Judge Matthew Nicklin of the High Court in London, in a verdict delivered today, coinciding with the start of an eagerly awaited visit to the kingdom by the second son of King Charles III, ruled that the illicit activity "had not been proven" and did not find the publisher directly responsible.

In the summary accompanying a lengthy 436-page ruling, Judge Nicklin states that Harry, Elton John, and the other five public figures involved in the complaint against the Mail were unable to prove beyond reasonable doubt that the tabloid's alleged intrusions into their privacy were carried out through wiretapping or other forms of illegal information gathering. The judge specifies that, although the legitimate origin of the information in question has not been proven, the opposite hypothesis—that it was "illegally obtained"—has not been proven either.

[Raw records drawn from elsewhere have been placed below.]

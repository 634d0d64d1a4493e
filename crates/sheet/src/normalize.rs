use crate::cell::CellValue;
use crate::dataset::Record;

/// Build a record from a positional row, keyed by `headers`.
///
/// `raw[i]` pairs with `headers[i]`. Missing and blank cells become
/// `CellValue::Empty`; other values keep their type. When a header name
/// repeats, the right-most column wins but the key keeps its first position.
pub fn normalize_row(raw: &[CellValue], headers: &[String]) -> Record {
    let mut record = Record::with_capacity(headers.len());
    for (i, header) in headers.iter().enumerate() {
        let value = raw.get(i).cloned().unwrap_or_default().normalized();
        record.insert(header.clone(), value);
    }
    record
}

/// True when every cell in the row is blank (or the row has no cells)
pub fn is_blank_row(raw: &[CellValue]) -> bool {
    raw.iter().all(CellValue::is_blank)
}

/// Re-key an existing record to exactly `headers`, in header order.
///
/// Keys absent from the record read as `Empty`; keys not in `headers` are
/// dropped.
pub fn conform_record(record: &Record, headers: &[String]) -> Record {
    headers
        .iter()
        .map(|h| {
            let value = record.get(h).cloned().unwrap_or_default().normalized();
            (h.clone(), value)
        })
        .collect()
}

The contested facts were published by the tabloid between 1993 and 2018 in a number of more or less sensationalist articles.

Lawyers for the Duke of Sussex and the other complainants had sought direct liability on the part of the publisher, Associated Newspapers Limited (ANL), while the newspaper's owner, Paul Dacre, denied the allegations, dismissing them as "defamatory" or related to legally barred matters . Unlike previous cases, in which Harry had prevailed by seeking and obtaining compensation and apologies from various tabloids as part of the legal crusade launched in recent years against scandal-mongering and abuses attributed to the popular press, this time the ambition was higher: to obtain a direct conviction of the publisher and a finding of alleged deliberate bad faith in court. For this objective—given the broad protection afforded on paper by British law to freedom of expression by the media—the burden of proof was obviously on the complainants.